Within the next few months, a new sequencing method that does not rely on photographic determinations of base incorporation in templated DNA libraries will deliver a whole genome sequence with accuracy similar to or better than what the Human Genome Project provided. This sequencing will be done in about a day for a cost of less than $1,000. Using learning derived from the microprocessor industry, nucleic acid sequencing is turning to sequencing chips, and the productivity of this innovation is surpassing the pace predicted by Moore's Law-the output of these chips has risen exponentially every 6 months!

This incredible speed improvement and cost reduction opens up a whole array of potential biological and medical applications. Researchers across the globe can afford to analyze DNA or RNA (the methods can be used for all types of nucleic acid analysis and are highly quantifiable) in a broad array of experimental systems using a desktop sequencer purchasable with a low capital expenditure. Entrants in clinical trials can easily be sequencing before commencing protocols or in post hoc analyses in order to tailor therapies better for specific clinical cases. This development will likely speed more personalized or individualized care and reduce the burden of adverse drug reactions. Rapid analysis of infectious agents or disease states may identify causative agents more rapidly and lead to more precise (and less wasteful) clinical care. The overall goals of this new type of rapid measurement should be to expand knowledge in related sciences while addressing, in a high quality manner, meaningful unmet needs in human health, and reducing costs and eliminating waste in clinical delivery.

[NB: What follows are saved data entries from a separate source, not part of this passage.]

//! Orientation markers: three colored arrows (X red, Y green, Z blue) around
//! a small grey cube, grouped so they select and move together.

use std::f32::consts::{PI, TAU};
use std::sync::Arc;

use glam::{Quat, Vec3};
use rand::Rng;

use super::{GroupId, Material, MaterialId, Scene, Transform};
use crate::mesh::{arrow, cuboid, ArrowMeshParameters, Mesh};

pub const ARROW_HEIGHT_SCALE: f32 = 1.8;
pub const ARROW_WIDTH_SCALE: f32 = 0.2;
/// Offset of each arrow's centre along its own axis
pub const ARROW_SHIFT: f32 = 0.1;

pub const DEFAULT_MARKER_COUNT: usize = 40;
pub const DEFAULT_SCATTER_RADIUS: f32 = 40.0;

/// Meshes and materials shared by every marker in a scene
#[derive(Debug, Clone)]
pub struct MarkerAssets {
    pub arrow: Arc<Mesh>,
    pub cube: Arc<Mesh>,
    pub x_material: MaterialId,
    pub y_material: MaterialId,
    pub z_material: MaterialId,
    pub cube_material: MaterialId,
}

impl MarkerAssets {
    pub fn new(scene: &mut Scene) -> Self {
        Self::with_arrow(scene, ArrowMeshParameters::default())
    }

    pub fn with_arrow(scene: &mut Scene, params: ArrowMeshParameters) -> Self {
        Self {
            arrow: Arc::new(arrow::build(&params)),
            cube: Arc::new(cuboid::cube(ARROW_WIDTH_SCALE)),
            x_material: scene.add_material(Material::from_hex("x-axis", 0xff0000)),
            y_material: scene.add_material(Material::from_hex("y-axis", 0x00ff00)),
            z_material: scene.add_material(Material::from_hex("z-axis", 0x0000ff)),
            cube_material: scene.add_material(Material::from_hex("center", 0x888888)),
        }
    }
}

fn axis_transform(rotation: Quat, shift: Vec3) -> Transform {
    Transform {
        translation: shift,
        rotation,
        scale: Vec3::new(ARROW_WIDTH_SCALE, ARROW_HEIGHT_SCALE, ARROW_WIDTH_SCALE),
    }
}

/// Adds one marker; members are X arrow, Y arrow, Z arrow, cube in that order
pub fn spawn_marker(scene: &mut Scene, assets: &MarkerAssets, placement: Transform) -> GroupId {
    let group = scene.add_group(placement);

    let parts = [
        (
            &assets.arrow,
            axis_transform(Quat::from_rotation_z(1.5 * PI), Vec3::X * ARROW_SHIFT),
            assets.x_material,
        ),
        (
            &assets.arrow,
            axis_transform(Quat::IDENTITY, Vec3::Y * ARROW_SHIFT),
            assets.y_material,
        ),
        (
            &assets.arrow,
            axis_transform(Quat::from_rotation_x(0.5 * PI), Vec3::Z * ARROW_SHIFT),
            assets.z_material,
        ),
        (&assets.cube, Transform::IDENTITY, assets.cube_material),
    ];

    let members: Vec<_> = parts
        .into_iter()
        .filter_map(|(mesh, transform, material)| {
            scene.add_group_member(group, Arc::clone(mesh), transform, material)
        })
        .collect();
    log::trace!("marker {:?} spawned with members {:?}", group, members);

    group
}

/// Random placement inside a cube of side `radius` centred on the origin,
/// with random XYZ euler orientation
pub fn random_placement(rng: &mut impl Rng, radius: f32) -> Transform {
    let half = radius * 0.5;
    let translation = Vec3::new(
        rng.gen_range(-half..half),
        rng.gen_range(-half..half),
        rng.gen_range(-half..half),
    );
    let euler = Vec3::new(
        rng.gen_range(0.0..TAU),
        rng.gen_range(0.0..TAU),
        rng.gen_range(0.0..TAU),
    );
    Transform::from_translation_euler(translation, euler)
}

pub fn scatter_markers(
    scene: &mut Scene,
    assets: &MarkerAssets,
    count: usize,
    radius: f32,
    rng: &mut impl Rng,
) -> Vec<GroupId> {
    let groups: Vec<_> = (0..count)
        .map(|_| {
            let placement = random_placement(rng, radius);
            spawn_marker(scene, assets, placement)
        })
        .collect();
    log::info!("scattered {} markers ({} entities)", groups.len(), scene.entity_count());
    groups
}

The new methods can be applied to the analysis of amplicons (strings of nucleic acids copied) or complete genes depending on their length. They can be trained on panels of areas of genes that are known to vary in important ways (for instance, genetic "hotspots" important in cancer care) or on all a cell's expressed genes (the exome) or on whole genomes, the gene "home" in our cells. There are at least two genomes in most of human cells. One resides in the nucleus of cells and the other exists in the mitochondria. There appears to be a sharing of information between our two cellular repositories of DNA information.

As noted, sensitive and quantitative analyses of RNA are also possible with next generation sequencing methods. Variation in mRNA level is now used in research and in some clinical settings. For instance, in breast and lung cancer treatment planning, analysis of mRNA patterns appears to allow better predictions of which patients can forego sometimes toxic continued treatments for their cancers. Next generation sequencing methods may make these analyses even more precise, comprehensive or less costly.

The older methods of sequencing analyzed the ends of strings of nucleic acids by first marking them with tags and then terminating the ends one nucleotide at a time ("chain termination" methods). Next generation sequencing methods use natural enzymes that synthesize or link nucleic acids (polymerases or ligases) and note the incorporation of known nucleotides. The most common form of next generation sequencing incorporates fluorescent DNA bases recorded by a camera. The microprocessor method simply monitors the PH (acidity) around the artificial synthesis of DNA library fragments, functioning as miniature PH meters. When the correct base is inserted, an acidic hydrogen ion is released and the microprocessor registers this event.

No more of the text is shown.